Engagement with government agencies continues, and discussions remain constructive. However, early ambitions to move faster have proven challenging. There is now a much clearer recognition that the legislative pathway will take more time than originally hoped.   

DINZ expects to have a better read on Ministerial thinking early in the New Year once officials have completed their internal work and provided advice. This timing matters: intervention via export licensing for the 2026/27 velvet season was the original ambitious target, but there is a significant pipeline of legislation to go through the system before next year’s general election. 

Although timing is challenging, the fundamentals remain sound, says DINZ Trade and Strategy Manager Damon Paling. 

“The industry’s position is being laid out clearly with officials, and the work completed has set up a bipartisan foundation so the next stage of the process — whether before or after the election — has political coverage across both sides of the House.
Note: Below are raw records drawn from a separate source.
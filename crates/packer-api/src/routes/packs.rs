//! # Pack Size Registry API
//!
//! Manages the catalogue of pack sizes orders are planned against.
//!
//! | Method | Path | Effect |
//! |--------|------|--------|
//! | `POST` | `/pack` | Add a batch of sizes |
//! | `DELETE` | `/pack/{size}` | Remove one size |
//! | `DELETE` | `/packs` | Remove every size |
//! | `GET` | `/packs` | List sizes in insertion order |

use axum::body::Bytes;
use axum::extract::{Path, State};
use axum::http::StatusCode;
use axum::routing::{delete, get, post};
use axum::{Json, Router};
use serde::{Deserialize, Serialize};
use utoipa::ToSchema;

use crate::error::AppError;
use crate::extractors::{parse_path_int, parse_validated_json, Validate};
use crate::state::AppState;

/// Request body for `POST /pack`.
#[derive(Debug, Deserialize, ToSchema)]
pub struct SizePayload {
    #[serde(default)]
    pub sizes: Vec<i64>,
}

impl Validate for SizePayload {
    fn validate(&self) -> Result<(), String> {
        if self.sizes.is_empty() {
            return Err("pack size must be positive".to_string());
        }
        Ok(())
    }
}

/// Acknowledgement body for successful mutations.
#[derive(Debug, Serialize, Deserialize, ToSchema)]
pub struct StatusBody {
    pub status: String,
}

impl StatusBody {
    fn success() -> Json<Self> {
        Json(Self {
            status: "success".to_string(),
        })
    }
}

/// Response body for `GET /packs`.
#[derive(Debug, Serialize, Deserialize, ToSchema)]
pub struct SizesResponse {
    pub sizes: Vec<u64>,
}

/// Build the packs router.
pub fn router() -> Router<AppState> {
    Router::new()
        .route("/pack", post(add_sizes).delete(missing_size))
        .route("/pack/", delete(missing_size))
        .route("/pack/{size}", delete(remove_size))
        .route("/packs", get(list_sizes).delete(remove_all))
}

/// POST /pack: Register a batch of pack sizes.
#[utoipa::path(
    post,
    path = "/pack",
    request_body = SizePayload,
    responses(
        (status = 201, description = "Sizes stored", body = StatusBody),
        (status = 400, description = "Malformed body or empty list", body = crate::error::ErrorBody),
        (status = 500, description = "Registry rejected the batch", body = crate::error::ErrorBody),
    ),
    tag = "packs"
)]
pub async fn add_sizes(
    State(state): State<AppState>,
    body: Bytes,
) -> Result<(StatusCode, Json<StatusBody>), AppError> {
    let payload: SizePayload = parse_validated_json(&body)?;
    let added = state.store.add_sizes(&payload.sizes)?;
    tracing::info!(requested = payload.sizes.len(), added, "pack sizes added");
    Ok((StatusCode::CREATED, StatusBody::success()))
}

/// DELETE /pack/{size}: Remove one pack size.
#[utoipa::path(
    delete,
    path = "/pack/{size}",
    params(("size" = String, Path, description = "Pack size to remove")),
    responses(
        (status = 200, description = "Size removed", body = StatusBody),
        (status = 400, description = "Missing, non-numeric or non-positive size", body = crate::error::ErrorBody),
        (status = 500, description = "Size not registered", body = crate::error::ErrorBody),
    ),
    tag = "packs"
)]
pub async fn remove_size(
    State(state): State<AppState>,
    Path(size): Path<String>,
) -> Result<Json<StatusBody>, AppError> {
    let size = parse_path_int(&size)?;
    if size <= 0 {
        return Err(AppError::BadRequest(
            "you must provide a positive value".to_string(),
        ));
    }
    state.store.remove_size(size)?;
    tracing::info!(size, "pack size removed");
    Ok(StatusBody::success())
}

/// DELETE /packs: Remove every pack size.
#[utoipa::path(
    delete,
    path = "/packs",
    responses((status = 200, description = "Registry cleared", body = StatusBody)),
    tag = "packs"
)]
pub async fn remove_all(State(state): State<AppState>) -> Json<StatusBody> {
    state.store.remove_all();
    tracing::info!("pack sizes cleared");
    StatusBody::success()
}

/// GET /packs: List registered pack sizes.
#[utoipa::path(
    get,
    path = "/packs",
    responses((status = 200, description = "Registered sizes", body = SizesResponse)),
    tag = "packs"
)]
pub async fn list_sizes(State(state): State<AppState>) -> Json<SizesResponse> {
    let sizes = state.store.list_sizes().into_iter().map(|s| s.get()).collect();
    Json(SizesResponse { sizes })
}

async fn missing_size() -> AppError {
    AppError::BadRequest("you must provide a size value".to_string())
}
This groundwork is critical to ensure that no matter which government is in place, the industry’s objectives are understood and supported.” 

DINZ is committed to a disciplined, steady approach: progress where possible, honesty about constraints, and clear communication back to farmers and processors. 

Why export licensing matters 

Export licensing remains a valuable, low-complexity tool that strengthens the industry’s value proposition without creating new burdens on-farm. Key benefits for strengthened self-regulation continue to resonate strongly across the sector: 

  • Fairness and transparency: A clearer, more consistent standard for exporters, helping ensure that velvet leaving the country meets the expectations of key Asian customers. 
  • Mitigate additional farm audits or costs: Export licensing creates no new requirements at the farm level. Audit and assurance settings on-farm remain unchanged. 
  • Focus at the point of export: Obligations sit with the exporter and RMP facilities. This is a clean and practical separation from VelTrak, which governs domestic handling from farm gate to RMP. 
  • Improved market confidence: Customers in China and Korea (and hopefully Vietnam in the future) are increasingly seeking provenance, grading integrity, and quality assurance. Licensing helps address these expectations. 
  • More cohesive marketing: A consistent industry message offshore will reinforce the unique attributes of New Zealand velvet — making it harder to substitute within customers’ value chains — while supporting stronger long-term partnerships and positioning our velvet firmly at the premium end of the market. 

VelTrak and export licensing work together but serve different roles: VelTrak ensures domestic discipline; export licensing ensures export discipline. Collectively, they help strengthen trust, confidence, and transparency across the entire value chain. 

All ELWG input into the draft Export Marketing Strategy has been captured and is informing internal development work. As the legislative picture becomes clearer in early 2026, the strategy will be revisited to ensure alignment with the eventual structure and timing of export licensing. 

While the pathway could be longer than first hoped, the direction remains positive and industry-led. DINZ and the ELWG will continue progressing the work in a measured, realistic way — consistent with what farmers and exporters have asked us to pursue. The focus remains on securing a framework that supports sustainable value, stronger market confidence, and a more unified New Zealand presence offshore. An update will be provided early in the new year once Ministerial and MPI signals are clearer.